Even when she left the chamber, even when the door closed softly behind her, Osita remained where he was, still watching the empty space she had occupied, caught between longing and restraint, knowing with painful clarity that the hardest battles were not fought with power...but with patience.

Osita could not stop the tears as they carved slow, burning paths down his face.

For all his power, for all the terror his name could inspire, he had never felt so small. Every path before him was narrowed by the people he loved. His will, capable of shaking worlds, now felt bound by invisible chains forged from care and responsibility.

His children.

What would become of them if he took the Queen away? What kind of existence would he be dragging them into, a life spent fleeing sanctuaries, hunted by kingdoms, cursed by prayers filled with rage? The thought alone made his chest ache. To claim his wife at the cost of his children’s future would be nothing short of cruelty.

That kind of selfishness was something he refused to become, it was not an action she would be proud of.

"She is safe," he whispered to himself, the words trembling as they left his lips.

She was still here. Still breathing. Still anchored to the world, even if not in the way he had dreamed. She was within reach, not of his hands, but of his hope. Given time, given patience, he would find a way.

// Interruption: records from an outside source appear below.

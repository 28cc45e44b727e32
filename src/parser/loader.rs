//! Load one or more dump files into a merged [`DataSet`].
//!
//! Each file is opened and share-locked so that a writer holding an
//! exclusive lock finishes first. With delete-after-read the file is
//! renamed before it is opened; a writer that reopens the original name
//! starts a fresh file instead of appending to the one being consumed.

use super::dump_file::parse_dump;
use super::schema::{Header, Statistics};
use crate::aggregator::RecordIndex;
use crate::store::DataSet;
use crate::utils::config::{DEFAULT_DUMP_FILE, DELETE_SUFFIX};
use crate::utils::error::LoadError;
use log::{debug, info, warn};
use std::fs::{self, File};
use std::io::BufReader;
use std::path::{Path, PathBuf};

/// Normalization hook run on every record before its merge key is taken
pub type RecordFilter<'a> = Box<dyn FnMut(&mut Vec<String>, &mut Statistics) + 'a>;

/// Which files to load and how
#[derive(Debug, Clone)]
pub struct LoadOptions {
    /// Single file; takes precedence over `files`
    pub file: Option<PathBuf>,

    /// Files loaded in order
    pub files: Vec<PathBuf>,

    /// Rename, read, then delete each file
    pub delete_after_read: bool,

    /// Take a shared lock on each file while reading
    pub lock_file: bool,
}

impl Default for LoadOptions {
    fn default() -> Self {
        Self {
            file: None,
            files: Vec::new(),
            delete_after_read: false,
            lock_file: true,
        }
    }
}

impl LoadOptions {
    pub fn from_file(path: impl Into<PathBuf>) -> Self {
        Self {
            file: Some(path.into()),
            ..Self::default()
        }
    }

    pub fn from_files<I, P>(paths: I) -> Self
    where
        I: IntoIterator<Item = P>,
        P: Into<PathBuf>,
    {
        Self {
            files: paths.into_iter().map(Into::into).collect(),
            ..Self::default()
        }
    }

    pub fn with_delete_after_read(mut self, delete: bool) -> Self {
        self.delete_after_read = delete;
        self
    }

    pub fn with_lock_file(mut self, lock: bool) -> Self {
        self.lock_file = lock;
        self
    }

    /// Files to read, in order
    pub fn paths(&self) -> Vec<PathBuf> {
        if let Some(file) = &self.file {
            vec![file.clone()]
        } else if !self.files.is_empty() {
            self.files.clone()
        } else {
            vec![PathBuf::from(DEFAULT_DUMP_FILE)]
        }
    }
}

/// Reads dump files and merges their records
pub struct Loader<'a> {
    options: LoadOptions,
    filter: Option<RecordFilter<'a>>,
}

impl<'a> Loader<'a> {
    pub fn new(options: LoadOptions) -> Self {
        Self {
            options,
            filter: None,
        }
    }

    /// Rewrite each record's path or statistics before it is merged
    pub fn with_filter<F>(mut self, filter: F) -> Self
    where
        F: FnMut(&mut Vec<String>, &mut Statistics) + 'a,
    {
        self.filter = Some(Box::new(filter));
        self
    }

    /// Load every configured file
    ///
    /// **Public** - main entry point for loading
    ///
    /// # Errors
    /// Any open, lock, rename or grammar failure aborts the load. A failed
    /// delete of a consumed file is only logged.
    pub fn load(mut self) -> Result<DataSet, LoadError> {
        let paths = self.options.paths();
        let mut index = RecordIndex::new();
        let mut header: Option<Header> = None;

        for path in &paths {
            match self.read_file(path, &mut index)? {
                Some(file_header) if header.is_none() => header = Some(file_header),
                Some(_) => debug!("Discarding header of {}", path.display()),
                None => debug!("Skipping empty file {}", path.display()),
            }
        }

        info!(
            "Loaded {} records from {} file(s)",
            index.len(),
            paths.len()
        );

        Ok(DataSet::new(header.unwrap_or_default(), index.into_records()))
    }

    /// Read one file into the shared index
    ///
    /// **Private** - internal helper for load
    fn read_file(
        &mut self,
        path: &Path,
        index: &mut RecordIndex,
    ) -> Result<Option<Header>, LoadError> {
        debug!("Reading dump file: {}", path.display());

        let read_path = if self.options.delete_after_read {
            let renamed = deletion_path(path);
            fs::rename(path, &renamed).map_err(|source| LoadError::Rename {
                path: path.to_path_buf(),
                source,
            })?;
            renamed
        } else {
            path.to_path_buf()
        };

        let file = File::open(&read_path).map_err(|source| LoadError::Open {
            path: read_path.clone(),
            source,
        })?;

        if self.options.lock_file {
            file.lock_shared().map_err(|source| LoadError::Lock {
                path: read_path.clone(),
                source,
            })?;
        }

        let filter = &mut self.filter;
        let parsed = parse_dump(BufReader::new(&file), path, |segments, stats| {
            match filter.as_mut() {
                Some(filter) => {
                    let mut segments = segments.to_vec();
                    let mut stats = stats;
                    filter(&mut segments, &mut stats);
                    index.insert(&segments, stats);
                }
                None => index.insert(segments, stats),
            }
        });

        if self.options.lock_file {
            if let Err(e) = file.unlock() {
                warn!("Failed to unlock {}: {}", read_path.display(), e);
            }
        }
        drop(file);

        let header = parsed?;

        if self.options.delete_after_read {
            match fs::remove_file(&read_path) {
                Ok(()) => debug!("Deleted {}", read_path.display()),
                Err(e) => warn!("Failed to delete {}: {}", read_path.display(), e),
            }
        }

        Ok(header)
    }
}

/// Load with no filter
///
/// **Public** - shorthand for `Loader::new(options).load()`
pub fn load(options: LoadOptions) -> Result<DataSet, LoadError> {
    Loader::new(options).load()
}

/// Name a file is moved to while it is consumed
///
/// **Private** - internal helper for read_file
fn deletion_path(path: &Path) -> PathBuf {
    let mut name = path.as_os_str().to_owned();
    name.push(DELETE_SUFFIX);
    PathBuf::from(name)
}

#[cfg(test)]
mod tests {
    use super::*;

    #[test]
    fn test_single_file_takes_precedence() {
        let options = LoadOptions {
            file: Some(PathBuf::from("one.prof")),
            files: vec![PathBuf::from("a.prof"), PathBuf::from("b.prof")],
            ..LoadOptions::default()
        };
        assert_eq!(options.paths(), vec![PathBuf::from("one.prof")]);
    }

    #[test]
    fn test_default_file() {
        assert_eq!(
            LoadOptions::default().paths(),
            vec![PathBuf::from(DEFAULT_DUMP_FILE)]
        );
    }

    #[test]
    fn test_deletion_path_appends_suffix() {
        assert_eq!(
            deletion_path(Path::new("/tmp/trace.prof")),
            PathBuf::from("/tmp/trace.prof.deleteme")
        );
    }
}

For now, restraint was the only mercy he could offer.

There were other burdens waiting for him heavier and unavoidable. The consequences of what he had done today could not be ignored. Lives had been lost, and no amount of justification could erase that truth. The echoes of their deaths already rippled outward, carried by rumor, fear, and grief.

He knew the world would not stay silent.

The people of Nana would demand answers. Entire nations would gather with accusations, with trembling voices asking whether the devastation had been necessary. Whether the price paid had been worth the survival of others. Whether Osita was still a protector... or something far worse.

He would not hide from it.

The hatred would come, thick and suffocating, and he would stand in its path alone. His kingdom could not be allowed to shoulder that weight. His children could never be bound to the fate he had carved for himself with blood and fire.

If the world needed a monster, then he would give them one.

Better that their eyes turned toward him, every curse, every prayer, every blade of intent, than ever toward the fragile lives of his loved ones.

Osita straightened, wiping the tears from his face.

This was the role Murmur wanted him to play.

And for now... he would play it.

Months passed after the incident, and the world did what it always did in the absence of truth, grasp at straws.

Fragments of the event spread across continents and planes, distorted by fear and distance. Every retelling twisted the story further. Some claimed Osita had snapped, others insisted it was a warning, a calculated show of dominance meant to remind the world of its place. No one truly knew what had happened, and worse... no one knew why.

Speculation filled the void where answers should have been.

For the first time in ages, humans and godlings found themselves bound by the same limitations. Both sides lacked information. Both lacked certainty. And, perhaps most telling of all, both lacked the courage to seek the truth directly.

Conclusions were drawn in private councils. Verdicts were spoken behind wards and sealed doors. Yet not a single one of them dared to cross the threshold into Osita’s kingdom to confront him. Fear was the one belief they all shared.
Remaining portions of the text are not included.